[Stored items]
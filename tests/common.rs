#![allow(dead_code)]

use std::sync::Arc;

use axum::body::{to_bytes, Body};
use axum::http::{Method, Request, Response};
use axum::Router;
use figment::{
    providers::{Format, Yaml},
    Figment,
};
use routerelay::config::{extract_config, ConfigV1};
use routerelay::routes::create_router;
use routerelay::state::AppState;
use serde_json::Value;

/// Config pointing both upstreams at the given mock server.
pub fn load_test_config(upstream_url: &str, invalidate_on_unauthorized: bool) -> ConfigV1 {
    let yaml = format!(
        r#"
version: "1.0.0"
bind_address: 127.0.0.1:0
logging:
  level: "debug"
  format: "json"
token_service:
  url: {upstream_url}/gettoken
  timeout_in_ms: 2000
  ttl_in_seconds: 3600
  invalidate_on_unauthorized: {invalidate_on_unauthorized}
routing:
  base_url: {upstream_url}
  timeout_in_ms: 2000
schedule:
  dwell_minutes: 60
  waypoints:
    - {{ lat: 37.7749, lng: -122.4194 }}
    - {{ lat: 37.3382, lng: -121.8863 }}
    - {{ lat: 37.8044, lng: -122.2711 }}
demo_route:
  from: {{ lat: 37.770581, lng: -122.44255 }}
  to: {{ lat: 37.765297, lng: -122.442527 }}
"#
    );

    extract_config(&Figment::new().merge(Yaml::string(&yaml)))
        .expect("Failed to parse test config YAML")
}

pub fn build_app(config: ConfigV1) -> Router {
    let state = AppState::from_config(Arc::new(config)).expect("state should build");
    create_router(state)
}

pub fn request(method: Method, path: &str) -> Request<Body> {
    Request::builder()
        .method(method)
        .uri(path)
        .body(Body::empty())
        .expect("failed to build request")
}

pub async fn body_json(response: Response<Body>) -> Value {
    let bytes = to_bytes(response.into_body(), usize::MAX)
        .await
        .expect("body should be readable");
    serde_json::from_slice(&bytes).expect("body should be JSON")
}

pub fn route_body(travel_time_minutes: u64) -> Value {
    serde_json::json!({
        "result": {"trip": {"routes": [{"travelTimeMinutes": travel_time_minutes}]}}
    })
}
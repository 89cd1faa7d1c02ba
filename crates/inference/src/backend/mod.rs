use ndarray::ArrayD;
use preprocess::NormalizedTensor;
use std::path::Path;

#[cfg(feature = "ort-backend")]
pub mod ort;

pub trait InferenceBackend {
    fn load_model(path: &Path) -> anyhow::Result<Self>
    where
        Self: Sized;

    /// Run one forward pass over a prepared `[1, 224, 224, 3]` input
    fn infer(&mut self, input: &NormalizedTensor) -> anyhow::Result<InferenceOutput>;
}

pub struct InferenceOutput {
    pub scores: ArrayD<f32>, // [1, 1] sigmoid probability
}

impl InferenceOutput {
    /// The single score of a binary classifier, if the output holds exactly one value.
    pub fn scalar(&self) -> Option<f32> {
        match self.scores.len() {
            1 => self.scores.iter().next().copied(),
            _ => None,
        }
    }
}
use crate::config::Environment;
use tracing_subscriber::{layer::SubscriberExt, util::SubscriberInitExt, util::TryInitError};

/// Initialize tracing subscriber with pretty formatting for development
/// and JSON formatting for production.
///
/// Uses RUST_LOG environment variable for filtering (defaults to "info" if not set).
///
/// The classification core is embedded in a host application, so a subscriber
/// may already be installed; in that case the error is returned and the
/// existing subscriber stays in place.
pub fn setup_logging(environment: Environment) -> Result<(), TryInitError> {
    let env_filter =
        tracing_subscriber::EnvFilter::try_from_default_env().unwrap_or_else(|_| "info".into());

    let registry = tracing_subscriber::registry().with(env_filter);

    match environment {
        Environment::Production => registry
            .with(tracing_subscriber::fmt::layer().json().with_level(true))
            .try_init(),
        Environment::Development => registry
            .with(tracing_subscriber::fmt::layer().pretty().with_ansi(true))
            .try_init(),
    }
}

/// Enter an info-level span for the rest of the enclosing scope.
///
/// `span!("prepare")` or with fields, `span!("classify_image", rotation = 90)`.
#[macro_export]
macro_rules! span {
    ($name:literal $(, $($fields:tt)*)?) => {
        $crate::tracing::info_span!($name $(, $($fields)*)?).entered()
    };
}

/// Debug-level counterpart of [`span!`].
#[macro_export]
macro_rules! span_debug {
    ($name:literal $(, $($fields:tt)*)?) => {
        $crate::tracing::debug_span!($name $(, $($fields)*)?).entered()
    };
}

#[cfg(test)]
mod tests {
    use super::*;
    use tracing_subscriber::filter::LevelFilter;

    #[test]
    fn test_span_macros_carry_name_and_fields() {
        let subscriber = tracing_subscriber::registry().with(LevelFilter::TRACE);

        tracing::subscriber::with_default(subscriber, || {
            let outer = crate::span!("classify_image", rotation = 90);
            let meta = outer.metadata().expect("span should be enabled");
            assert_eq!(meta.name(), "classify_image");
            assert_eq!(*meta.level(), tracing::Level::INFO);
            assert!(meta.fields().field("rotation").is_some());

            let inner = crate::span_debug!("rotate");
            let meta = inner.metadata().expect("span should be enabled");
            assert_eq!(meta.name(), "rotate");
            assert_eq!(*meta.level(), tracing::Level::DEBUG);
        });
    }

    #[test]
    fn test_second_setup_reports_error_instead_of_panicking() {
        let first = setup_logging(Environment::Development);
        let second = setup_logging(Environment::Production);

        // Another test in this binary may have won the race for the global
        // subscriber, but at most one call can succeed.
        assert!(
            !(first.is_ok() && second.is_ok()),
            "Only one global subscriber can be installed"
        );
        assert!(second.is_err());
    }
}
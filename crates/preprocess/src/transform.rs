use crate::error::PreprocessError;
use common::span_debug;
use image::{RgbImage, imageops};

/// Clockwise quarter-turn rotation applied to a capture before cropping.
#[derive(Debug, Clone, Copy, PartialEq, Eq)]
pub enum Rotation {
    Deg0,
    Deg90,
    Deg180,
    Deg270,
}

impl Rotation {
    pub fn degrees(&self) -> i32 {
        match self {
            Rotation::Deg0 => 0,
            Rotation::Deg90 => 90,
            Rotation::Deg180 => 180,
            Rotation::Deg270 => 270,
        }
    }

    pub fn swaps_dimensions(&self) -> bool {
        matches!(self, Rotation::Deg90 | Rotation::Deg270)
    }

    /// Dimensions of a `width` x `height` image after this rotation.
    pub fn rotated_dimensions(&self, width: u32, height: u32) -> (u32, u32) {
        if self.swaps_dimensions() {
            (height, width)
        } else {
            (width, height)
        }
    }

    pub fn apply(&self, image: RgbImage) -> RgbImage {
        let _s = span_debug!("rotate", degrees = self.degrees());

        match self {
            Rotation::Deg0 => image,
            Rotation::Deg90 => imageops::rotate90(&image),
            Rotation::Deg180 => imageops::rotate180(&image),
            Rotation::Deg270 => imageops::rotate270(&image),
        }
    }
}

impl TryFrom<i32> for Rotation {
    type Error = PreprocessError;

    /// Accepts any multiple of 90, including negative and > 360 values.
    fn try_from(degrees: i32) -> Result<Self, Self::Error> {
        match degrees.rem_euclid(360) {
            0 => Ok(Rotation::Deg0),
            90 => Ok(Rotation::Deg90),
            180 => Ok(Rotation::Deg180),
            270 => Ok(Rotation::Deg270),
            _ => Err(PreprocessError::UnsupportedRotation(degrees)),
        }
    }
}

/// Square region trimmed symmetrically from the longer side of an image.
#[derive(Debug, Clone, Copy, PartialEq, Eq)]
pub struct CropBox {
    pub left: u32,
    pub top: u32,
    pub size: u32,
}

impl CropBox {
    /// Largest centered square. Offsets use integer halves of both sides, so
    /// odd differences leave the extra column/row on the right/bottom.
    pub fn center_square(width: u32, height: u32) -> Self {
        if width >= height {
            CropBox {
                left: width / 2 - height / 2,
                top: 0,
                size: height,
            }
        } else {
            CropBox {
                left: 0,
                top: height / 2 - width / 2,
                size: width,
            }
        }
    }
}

--

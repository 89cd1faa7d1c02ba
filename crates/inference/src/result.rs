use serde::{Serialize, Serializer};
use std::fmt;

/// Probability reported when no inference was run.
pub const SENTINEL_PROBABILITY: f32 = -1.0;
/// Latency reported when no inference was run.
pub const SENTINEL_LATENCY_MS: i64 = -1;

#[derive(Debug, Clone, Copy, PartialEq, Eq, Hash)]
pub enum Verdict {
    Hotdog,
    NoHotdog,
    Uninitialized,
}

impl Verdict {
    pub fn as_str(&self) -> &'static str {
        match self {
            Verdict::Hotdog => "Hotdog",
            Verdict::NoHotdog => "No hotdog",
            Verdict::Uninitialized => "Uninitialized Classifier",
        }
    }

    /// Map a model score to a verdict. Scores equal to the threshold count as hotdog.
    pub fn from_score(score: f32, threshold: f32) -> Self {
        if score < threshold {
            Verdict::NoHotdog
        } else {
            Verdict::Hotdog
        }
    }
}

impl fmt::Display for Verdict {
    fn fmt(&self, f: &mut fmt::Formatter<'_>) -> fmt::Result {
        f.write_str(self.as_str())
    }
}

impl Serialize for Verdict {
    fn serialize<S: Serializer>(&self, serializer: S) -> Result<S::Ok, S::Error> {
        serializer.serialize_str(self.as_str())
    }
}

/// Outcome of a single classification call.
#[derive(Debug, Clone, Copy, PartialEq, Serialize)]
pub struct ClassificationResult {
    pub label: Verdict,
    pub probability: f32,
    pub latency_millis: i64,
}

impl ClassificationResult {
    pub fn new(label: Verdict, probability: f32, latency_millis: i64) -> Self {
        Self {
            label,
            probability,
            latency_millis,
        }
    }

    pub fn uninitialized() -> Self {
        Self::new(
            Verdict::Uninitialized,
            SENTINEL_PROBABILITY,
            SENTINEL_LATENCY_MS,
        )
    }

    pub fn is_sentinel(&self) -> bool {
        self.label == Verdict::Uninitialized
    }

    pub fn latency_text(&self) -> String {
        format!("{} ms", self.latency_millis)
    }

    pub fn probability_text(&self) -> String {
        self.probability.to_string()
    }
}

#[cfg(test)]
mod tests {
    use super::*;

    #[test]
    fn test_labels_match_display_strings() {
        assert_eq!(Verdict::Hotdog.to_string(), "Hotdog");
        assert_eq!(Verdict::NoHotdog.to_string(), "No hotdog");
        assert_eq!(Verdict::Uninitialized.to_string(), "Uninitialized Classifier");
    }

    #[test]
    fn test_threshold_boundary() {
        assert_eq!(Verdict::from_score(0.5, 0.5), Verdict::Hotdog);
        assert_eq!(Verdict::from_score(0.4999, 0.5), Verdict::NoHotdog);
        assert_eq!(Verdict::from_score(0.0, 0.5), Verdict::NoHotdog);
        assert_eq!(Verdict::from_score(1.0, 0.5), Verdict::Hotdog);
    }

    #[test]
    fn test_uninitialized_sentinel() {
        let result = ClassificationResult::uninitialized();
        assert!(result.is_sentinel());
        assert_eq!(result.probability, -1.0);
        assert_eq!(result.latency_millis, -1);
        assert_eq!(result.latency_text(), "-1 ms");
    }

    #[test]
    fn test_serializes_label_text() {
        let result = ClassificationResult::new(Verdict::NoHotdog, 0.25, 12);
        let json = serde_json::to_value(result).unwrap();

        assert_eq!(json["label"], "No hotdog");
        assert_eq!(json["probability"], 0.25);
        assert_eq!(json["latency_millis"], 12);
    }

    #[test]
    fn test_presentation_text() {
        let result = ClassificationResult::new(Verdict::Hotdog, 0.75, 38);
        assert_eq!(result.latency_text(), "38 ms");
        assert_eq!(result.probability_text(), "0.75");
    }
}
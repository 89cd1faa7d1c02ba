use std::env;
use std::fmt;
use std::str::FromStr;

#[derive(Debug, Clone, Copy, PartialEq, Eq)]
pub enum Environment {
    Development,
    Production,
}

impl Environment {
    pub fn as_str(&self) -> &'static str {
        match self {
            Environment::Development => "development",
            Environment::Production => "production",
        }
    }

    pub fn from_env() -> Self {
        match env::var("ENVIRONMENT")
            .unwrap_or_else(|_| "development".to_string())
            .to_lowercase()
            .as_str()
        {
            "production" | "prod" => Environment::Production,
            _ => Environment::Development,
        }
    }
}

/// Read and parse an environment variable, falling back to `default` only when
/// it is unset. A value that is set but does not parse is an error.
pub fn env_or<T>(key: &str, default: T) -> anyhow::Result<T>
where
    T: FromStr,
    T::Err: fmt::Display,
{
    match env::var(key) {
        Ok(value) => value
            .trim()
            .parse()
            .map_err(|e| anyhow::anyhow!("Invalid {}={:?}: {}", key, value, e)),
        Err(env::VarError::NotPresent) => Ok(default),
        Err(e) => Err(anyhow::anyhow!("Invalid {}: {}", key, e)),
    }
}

— ABOUT THIS EXERCISE —
Looking at the records above, how many of their lines carry the string "CropBox"? Answer with the number and nothing else.

— RESPONSE —
4